§ Goal of the exercise
Find the word "static" in the records below. List each line containing it.

Items listed in a dataset
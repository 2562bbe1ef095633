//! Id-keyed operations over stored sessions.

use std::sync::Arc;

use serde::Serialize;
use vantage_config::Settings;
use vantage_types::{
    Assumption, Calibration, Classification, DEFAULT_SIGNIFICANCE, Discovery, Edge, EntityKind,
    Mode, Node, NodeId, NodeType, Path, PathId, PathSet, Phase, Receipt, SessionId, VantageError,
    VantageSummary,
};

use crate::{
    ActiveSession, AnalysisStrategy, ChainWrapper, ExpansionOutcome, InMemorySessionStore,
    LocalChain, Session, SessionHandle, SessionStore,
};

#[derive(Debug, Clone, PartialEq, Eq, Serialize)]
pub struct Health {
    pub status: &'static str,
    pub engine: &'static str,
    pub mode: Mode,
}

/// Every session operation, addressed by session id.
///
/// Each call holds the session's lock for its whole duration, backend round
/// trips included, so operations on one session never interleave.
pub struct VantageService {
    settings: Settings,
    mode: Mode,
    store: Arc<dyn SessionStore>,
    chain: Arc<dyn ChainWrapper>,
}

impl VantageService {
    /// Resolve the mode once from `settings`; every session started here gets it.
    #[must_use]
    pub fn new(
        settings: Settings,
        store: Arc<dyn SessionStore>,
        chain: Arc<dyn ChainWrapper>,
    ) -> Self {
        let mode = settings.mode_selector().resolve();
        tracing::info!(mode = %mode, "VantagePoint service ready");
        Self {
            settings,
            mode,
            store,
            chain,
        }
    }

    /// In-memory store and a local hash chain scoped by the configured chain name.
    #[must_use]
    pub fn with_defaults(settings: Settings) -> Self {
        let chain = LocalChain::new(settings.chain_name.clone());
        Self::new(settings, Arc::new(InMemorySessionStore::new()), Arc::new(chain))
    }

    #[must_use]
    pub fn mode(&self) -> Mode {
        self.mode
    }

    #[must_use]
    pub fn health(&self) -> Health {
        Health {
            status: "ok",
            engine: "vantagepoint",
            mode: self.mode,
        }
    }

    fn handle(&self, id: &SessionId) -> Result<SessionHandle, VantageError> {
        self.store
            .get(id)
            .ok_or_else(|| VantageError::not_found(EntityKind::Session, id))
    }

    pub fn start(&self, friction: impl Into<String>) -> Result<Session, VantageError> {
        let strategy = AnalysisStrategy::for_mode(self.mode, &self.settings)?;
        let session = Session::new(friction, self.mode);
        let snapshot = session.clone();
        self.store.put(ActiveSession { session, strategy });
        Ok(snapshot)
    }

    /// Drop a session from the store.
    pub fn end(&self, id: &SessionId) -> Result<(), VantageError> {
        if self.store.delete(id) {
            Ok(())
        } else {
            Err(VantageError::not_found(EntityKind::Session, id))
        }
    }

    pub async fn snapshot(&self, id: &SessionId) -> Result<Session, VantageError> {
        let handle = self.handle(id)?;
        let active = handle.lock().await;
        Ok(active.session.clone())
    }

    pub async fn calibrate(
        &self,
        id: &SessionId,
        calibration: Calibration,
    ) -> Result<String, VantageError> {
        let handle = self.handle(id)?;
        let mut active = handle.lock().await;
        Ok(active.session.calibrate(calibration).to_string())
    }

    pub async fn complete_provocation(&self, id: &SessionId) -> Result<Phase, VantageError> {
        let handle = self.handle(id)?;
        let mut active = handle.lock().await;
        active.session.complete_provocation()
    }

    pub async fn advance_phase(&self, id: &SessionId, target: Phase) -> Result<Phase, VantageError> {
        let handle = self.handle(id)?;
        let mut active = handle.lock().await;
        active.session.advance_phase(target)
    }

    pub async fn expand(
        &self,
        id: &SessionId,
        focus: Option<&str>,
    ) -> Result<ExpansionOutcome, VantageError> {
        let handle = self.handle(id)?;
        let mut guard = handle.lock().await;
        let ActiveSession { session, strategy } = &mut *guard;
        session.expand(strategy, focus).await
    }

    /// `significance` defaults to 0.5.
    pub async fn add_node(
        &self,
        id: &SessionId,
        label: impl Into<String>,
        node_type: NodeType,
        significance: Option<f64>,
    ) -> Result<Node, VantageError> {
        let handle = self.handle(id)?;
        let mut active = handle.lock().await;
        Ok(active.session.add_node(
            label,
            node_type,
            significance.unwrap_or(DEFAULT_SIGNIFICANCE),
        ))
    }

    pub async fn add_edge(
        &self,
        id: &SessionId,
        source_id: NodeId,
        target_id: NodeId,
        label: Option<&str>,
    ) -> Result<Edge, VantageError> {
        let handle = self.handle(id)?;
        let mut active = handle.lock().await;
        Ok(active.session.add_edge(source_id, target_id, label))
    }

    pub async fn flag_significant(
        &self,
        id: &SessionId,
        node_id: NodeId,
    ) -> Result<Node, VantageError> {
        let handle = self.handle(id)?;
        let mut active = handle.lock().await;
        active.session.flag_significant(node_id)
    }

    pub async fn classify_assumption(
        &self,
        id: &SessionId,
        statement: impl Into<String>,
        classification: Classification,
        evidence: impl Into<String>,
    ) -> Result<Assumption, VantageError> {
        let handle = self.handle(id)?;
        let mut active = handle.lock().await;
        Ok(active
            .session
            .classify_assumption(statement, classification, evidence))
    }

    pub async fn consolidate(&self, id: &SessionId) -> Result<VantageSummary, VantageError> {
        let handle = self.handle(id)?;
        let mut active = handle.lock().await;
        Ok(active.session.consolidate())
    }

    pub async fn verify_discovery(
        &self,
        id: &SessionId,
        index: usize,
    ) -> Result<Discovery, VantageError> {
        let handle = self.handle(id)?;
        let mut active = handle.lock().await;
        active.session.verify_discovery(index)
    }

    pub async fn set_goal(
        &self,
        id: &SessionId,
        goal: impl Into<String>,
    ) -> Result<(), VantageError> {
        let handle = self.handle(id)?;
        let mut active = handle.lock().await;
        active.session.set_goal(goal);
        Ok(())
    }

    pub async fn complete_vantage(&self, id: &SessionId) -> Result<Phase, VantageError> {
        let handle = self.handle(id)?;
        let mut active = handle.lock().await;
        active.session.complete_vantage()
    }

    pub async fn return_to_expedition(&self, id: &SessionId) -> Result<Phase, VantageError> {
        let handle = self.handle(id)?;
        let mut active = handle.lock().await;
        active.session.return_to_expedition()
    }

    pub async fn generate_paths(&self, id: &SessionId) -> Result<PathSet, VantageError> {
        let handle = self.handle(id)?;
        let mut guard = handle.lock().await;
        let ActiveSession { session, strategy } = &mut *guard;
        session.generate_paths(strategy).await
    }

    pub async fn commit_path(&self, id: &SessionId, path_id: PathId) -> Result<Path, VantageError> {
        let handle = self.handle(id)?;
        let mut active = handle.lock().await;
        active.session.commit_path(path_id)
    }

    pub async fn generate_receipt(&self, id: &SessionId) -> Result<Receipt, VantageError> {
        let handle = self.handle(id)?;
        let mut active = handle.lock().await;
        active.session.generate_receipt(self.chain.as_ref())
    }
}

§ Solution to this exercise
    pub status: &'static str,
    pub engine: &'static str,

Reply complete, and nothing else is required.